PROBLEM DESCRIPTION: Only the lines below between the ones containing "use crate::config::Credentials;" and "for local failures", inclusive, are to be reproduced, each exactly as it stands.

(EXERCISE MATERIAL Opens)

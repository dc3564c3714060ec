use std::time::Duration;

use futures::{SinkExt, StreamExt};
use tokio::net::TcpStream;
use tokio_util::codec::Framed;
use tracing::{debug, error};

use crate::config::Credentials;
use crate::protocol::resultset::{parse_column_name, parse_length_encoded_int, parse_text_row};
use crate::protocol::{
    capabilities, command, compute_auth_response, is_eof_packet, is_err_packet, is_ok_packet,
    ErrPacket, HandshakeResponse, InitialHandshake, Packet, PacketCodec, ResultSet,
};

/// MySQL client error codes reported for local failures
pub mod client_error {
    /// CR_CONN_HOST_ERROR: nothing accepted the TCP connection
    pub const CONN_HOST_ERROR: u16 = 2003;
    /// CR_SERVER_LOST
    pub const SERVER_LOST: u16 = 2013;
    /// CR_MALFORMED_PACKET
    pub const MALFORMED_PACKET: u16 = 2027;
}

/// A single short-lived connection to a MySQL-protocol endpoint
pub struct Connection {
    framed: Framed<TcpStream, PacketCodec>,
    capabilities: u32,
}

impl Connection {
    /// Connect and authenticate
    ///
    /// `connect_timeout` bounds the TCP connect only; callers bound the
    /// whole exchange with their own timeout.
    pub async fn connect(
        addr: &str,
        credentials: &Credentials,
        connect_timeout: Duration,
    ) -> Result<Self, ConnectionError> {
        debug!(addr = %addr, user = %credentials.user, "Connecting");

        let stream = match tokio::time::timeout(connect_timeout, TcpStream::connect(addr)).await {
            Ok(Ok(stream)) => stream,
            Ok(Err(e)) => {
                debug!(addr = %addr, error = %e, "TCP connect failed");
                return Err(ConnectionError::Connect {
                    addr: addr.to_string(),
                    reason: e.to_string(),
                });
            }
            Err(_) => {
                return Err(ConnectionError::Connect {
                    addr: addr.to_string(),
                    reason: format!("timed out after {}ms", connect_timeout.as_millis()),
                });
            }
        };

        let mut framed = Framed::new(stream, PacketCodec);

        let handshake_packet = framed
            .next()
            .await
            .ok_or(ConnectionError::Disconnected)?
            .map_err(|e| ConnectionError::Io(e.to_string()))?;

        // Servers that refuse a client before the handshake (too many
        // connections, host blocked) send an ERR packet instead
        if is_err_packet(&handshake_packet.payload) {
            return Err(ErrPacket::parse(&handshake_packet.payload, 0)
                .map(ConnectionError::from)
                .unwrap_or_else(|| ConnectionError::Protocol("Malformed error packet".into())));
        }

        let server_handshake = InitialHandshake::parse(&handshake_packet.payload)
            .ok_or_else(|| ConnectionError::Protocol("Invalid server handshake".into()))?;

        debug!(
            server_version = %server_handshake.server_version,
            "Received server handshake"
        );

        let auth_response =
            compute_auth_response(&credentials.password, &server_handshake.auth_plugin_data());
        let caps = capabilities::DEFAULT_CAPABILITIES & server_handshake.capability_flags;

        let response = HandshakeResponse {
            capability_flags: caps,
            max_packet_size: 16 * 1024 * 1024,
            character_set: 0x21, // utf8_general_ci
            username: credentials.user.clone(),
            auth_response,
            database: None,
            auth_plugin_name: server_handshake.auth_plugin_name.clone(),
        };

        framed
            .send(response.encode(1))
            .await
            .map_err(|e| ConnectionError::Io(e.to_string()))?;

        let reply = framed
            .next()
            .await
            .ok_or(ConnectionError::Disconnected)?
            .map_err(|e| ConnectionError::Io(e.to_string()))?;

        if is_err_packet(&reply.payload) {
            let err = ErrPacket::parse(&reply.payload, caps)
                .unwrap_or_else(|| ErrPacket::new(1045, "28000", "Access denied"));
            error!(
                addr = %addr,
                error_code = err.error_code,
                error_message = %err.error_message,
                "Authentication failed"
            );
            return Err(ConnectionError::from(err));
        }

        if !is_ok_packet(&reply.payload) {
            return Err(ConnectionError::Protocol(
                "Expected OK packet after authentication".into(),
            ));
        }

        debug!(addr = %addr, "Authentication successful");

        Ok(Self {
            framed,
            capabilities: caps,
        })
    }

    /// Run a text query and buffer the whole result set
    pub async fn query(&mut self, sql: &str) -> Result<ResultSet, ConnectionError> {
        let mut payload = vec![command::COM_QUERY];
        payload.extend_from_slice(sql.as_bytes());
        self.send(Packet::new(0, payload)).await?;

        let first = self.recv().await?;

        if is_err_packet(&first.payload) {
            return Err(self.server_error(&first));
        }

        if is_ok_packet(&first.payload) {
            // Statement without a result set
            return Ok(ResultSet::default());
        }

        let (column_count, _) = parse_length_encoded_int(&first.payload)
            .ok_or_else(|| ConnectionError::Protocol("Invalid column count".into()))?;
        let column_count = column_count as usize;

        let mut columns = Vec::with_capacity(column_count);
        for _ in 0..column_count {
            let def = self.recv().await?;
            let name = parse_column_name(&def.payload)
                .map_err(|e| ConnectionError::Protocol(format!("column definition: {}", e)))?;
            columns.push(name);
        }

        let mut result = ResultSet::new(columns);

        // EOF after column definitions; tolerate servers that skip it
        let mut pending = {
            let packet = self.recv().await?;
            if is_eof_packet(&packet.payload) {
                None
            } else {
                Some(packet)
            }
        };

        loop {
            let packet = match pending.take() {
                Some(p) => p,
                None => self.recv().await?,
            };

            if is_eof_packet(&packet.payload) {
                break;
            }
            if is_err_packet(&packet.payload) {
                return Err(self.server_error(&packet));
            }

            let row = parse_text_row(&packet.payload, column_count)
                .map_err(|e| ConnectionError::Protocol(format!("row: {}", e)))?;
            result.rows.push(row);
        }

        debug!(
            columns = result.columns.len(),
            rows = result.rows.len(),
            "Query complete"
        );
        Ok(result)
    }

    /// Send COM_QUIT and drop the connection
    pub async fn close(mut self) {
        let _ = self.framed.send(Packet::new(0, vec![command::COM_QUIT])).await;
    }

    async fn send(&mut self, packet: Packet) -> Result<(), ConnectionError> {
        self.framed
            .send(packet)
            .await
            .map_err(|e| ConnectionError::Io(e.to_string()))
    }

    async fn recv(&mut self) -> Result<Packet, ConnectionError> {
        match self.framed.next().await {
            Some(Ok(packet)) => Ok(packet),
            Some(Err(e)) => Err(ConnectionError::Io(e.to_string())),
            None => Err(ConnectionError::Disconnected),
        }
    }

    fn server_error(&self, packet: &Packet) -> ConnectionError {
        ErrPacket::parse(&packet.payload, self.capabilities)
            .map(ConnectionError::from)
            .unwrap_or_else(|| ConnectionError::Protocol("Malformed error packet".into()))
    }
}

/// Connection errors
///
/// Display follows the `mysql` command-line client (`ERROR <code> (<state>): ...`)
/// so the text is recognizable in reports.
#[derive(Debug, Clone, thiserror::Error)]
pub enum ConnectionError {
    #[error("ERROR 2003 (HY000): Can't connect to MySQL server on '{addr}' ({reason})")]
    Connect { addr: String, reason: String },

    #[error("ERROR 2013 (HY000): Lost connection to MySQL server ({0})")]
    Io(String),

    #[error("ERROR 2013 (HY000): Lost connection to MySQL server during query")]
    Disconnected,

    #[error("ERROR 2027 (HY000): Malformed packet ({0})")]
    Protocol(String),

    #[error("ERROR {code} ({sql_state}): {message}")]
    Server {
        code: u16,
        sql_state: String,
        message: String,
    },
}

impl ConnectionError {
    /// MySQL error code of this failure
    pub fn code(&self) -> u16 {
        match self {
            ConnectionError::Connect { .. } => client_error::CONN_HOST_ERROR,
            ConnectionError::Io(_) | ConnectionError::Disconnected => client_error::SERVER_LOST,
            ConnectionError::Protocol(_) => client_error::MALFORMED_PACKET,
            ConnectionError::Server { code, .. } => *code,
        }
    }
}

impl From<ErrPacket> for ConnectionError {
    fn from(err: ErrPacket) -> Self {
        ConnectionError::Server {
            code: err.error_code,
            sql_state: err.sql_state,
            message: err.error_message,
        }
    }
}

(EXERCISE MATERIAL Closes)

ANSWER SPACE:
use crate::config::Credentials;
use crate::protocol::resultset::{parse_column_name, parse_length_encoded_int, parse_text_row};
use crate::protocol::{
    capabilities, command, compute_auth_response, is_eof_packet, is_err_packet, is_ok_packet,
    ErrPacket, HandshakeResponse, InitialHandshake, Packet, PacketCodec, ResultSet,
};

/// MySQL client error codes reported for local failures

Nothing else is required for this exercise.